The Hood Test
2026.05.23 @ 07:17:16 GMT
Rain starts at the collar. Not at the back seams or the cuffs, but at the join between jacket and head, where a hood either seals the gap or fails to. The hood is the first component of a travel jacket to be tested in actual weather, and because it needs to compress to nothing when conditions clear, it concentrates the design problem into its smallest form.
Construction
We think of the hood as a miniature version of the whole jacket brief. The same properties that define a good travel jacket need to be solved again at the scale of a hood alone, plus additional demands specific to the head, including fitting without slipping, adjusting to different face sizes, and folding into the collar without producing a ridge that pushes against the neck through a long day.

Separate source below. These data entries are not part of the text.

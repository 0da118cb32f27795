//! Lightstack - Layer Compositing Controller for LED Displays
//!
//! Lightstack renders frames for an addressable LED display by compositing
//! an ordered stack of layers, each driven by a pluggable frame producer
//! (a "shard").
//!
//! # Architecture
//!
//! - Two stacks, `A` and `B`: one is rendered, the other can be edited and
//!   then swapped in atomically
//! - Every layer, the globals and each audio source own a typed, validated
//!   variable registry that persists through a key-value cache
//! - The pipeline blends and composes layers, applies global brightness and
//!   gamma, then hands the frame to the output drivers
//! - A failing layer is logged and deactivated; the rest keep rendering

pub mod app;
pub mod audio;
pub mod cli;
pub mod config;
pub mod control;
pub mod engine;
pub mod error;
pub mod globals;
pub mod graphics;
pub mod layers;
pub mod logsink;
pub mod runtime;
pub mod shard;
pub mod storage;
pub mod variables;

pub use app::App;
pub use config::ControllerConfig;
pub use control::{ControlRequest, ControlSurface};
pub use error::{LightstackError, Result};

The hood shell is cut from the same laminate as the body. In a 2.5-layer construction this means the same face fabric and waterproof membrane carry through to the hood panels, with no break in the weather barrier. Seam sealing at the hood-to-collar join matters more here than almost anywhere else on the garment. This seam flexes constantly, pulls in multiple directions, and sits exactly where water arrives first. When independent jacket reviewers consistently flag the hood-to-collar join as the first point of failure in a packable shell, they are describing a construction detail that has to be right rather than adequate.

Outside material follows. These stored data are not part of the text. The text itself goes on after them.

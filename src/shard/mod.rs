//! Shards
//!
//! Per-layer rendering routines and the loader that instantiates them.

pub mod builtin;
mod producer;
mod registry;

pub use producer::{Frame, FrameProducer, FrameTime, RenderFault};
pub use registry::{ShardFactory, ShardInfo, ShardRegistry};
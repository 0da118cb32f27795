//! Graphics Primitives
//!
//! Pixel buffers and the opaque per-pixel operations the pipeline runs on
//! them: fill, scale, blend, compose and gamma.

pub mod blend;
pub mod canvas;
pub mod color;
pub mod compose;
pub mod gamma;

pub use blend::{blend, BlendingMode};
pub use canvas::Canvas;
pub use color::Color;
pub use compose::{compose, CompositionMode};
pub use gamma::Gamma;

Panel count affects fit more than most people test for before purchase. A single-panel hood is simpler and lighter, but tends to lose its shape when wet and pool at the back of the head, requiring constant adjustment. A three-panel construction, using a centre panel and two lateral panels, produces a rounder, more fitted geometry that stays positioned through movement. The weight difference is marginal. The performance difference on a wet city street is not.
The Brim Question
A structured brim deflects rain clear of the face. Without one, water tracks from the hood edge into the sightline, which becomes a persistent small problem in any sustained rain. A wired brim adds very little weight and resists compression only slightly more than a flat edge, but it produces a silhouette that reads as technical outdoors rather than urban or in-transit. For a jacket that moves between a flight and a meeting in the same afternoon, that reading matters to some wearers and not at all to others. We hold both positions and work through the use case rather than defaulting to a single answer.
Adjustment and Stow
A hood without adjustment is one that fits acceptably in still air and shifts in everything else. A drawcord at the face opening is the minimum useful control. Peripheral adjustment at the crown adds meaningful stability in crosswind. When the hood is down, it should collapse flat into the collar without standing proud. Some designs roll and are held by a snap; others simply fold back and stay close. Detachable hoods are clean in principle but introduce a component that will be separated from the jacket at exactly the moment it is needed.
The hood is not where most jacket marketing concentrates. It is, however, where the jacket makes its case the first time the weather turns.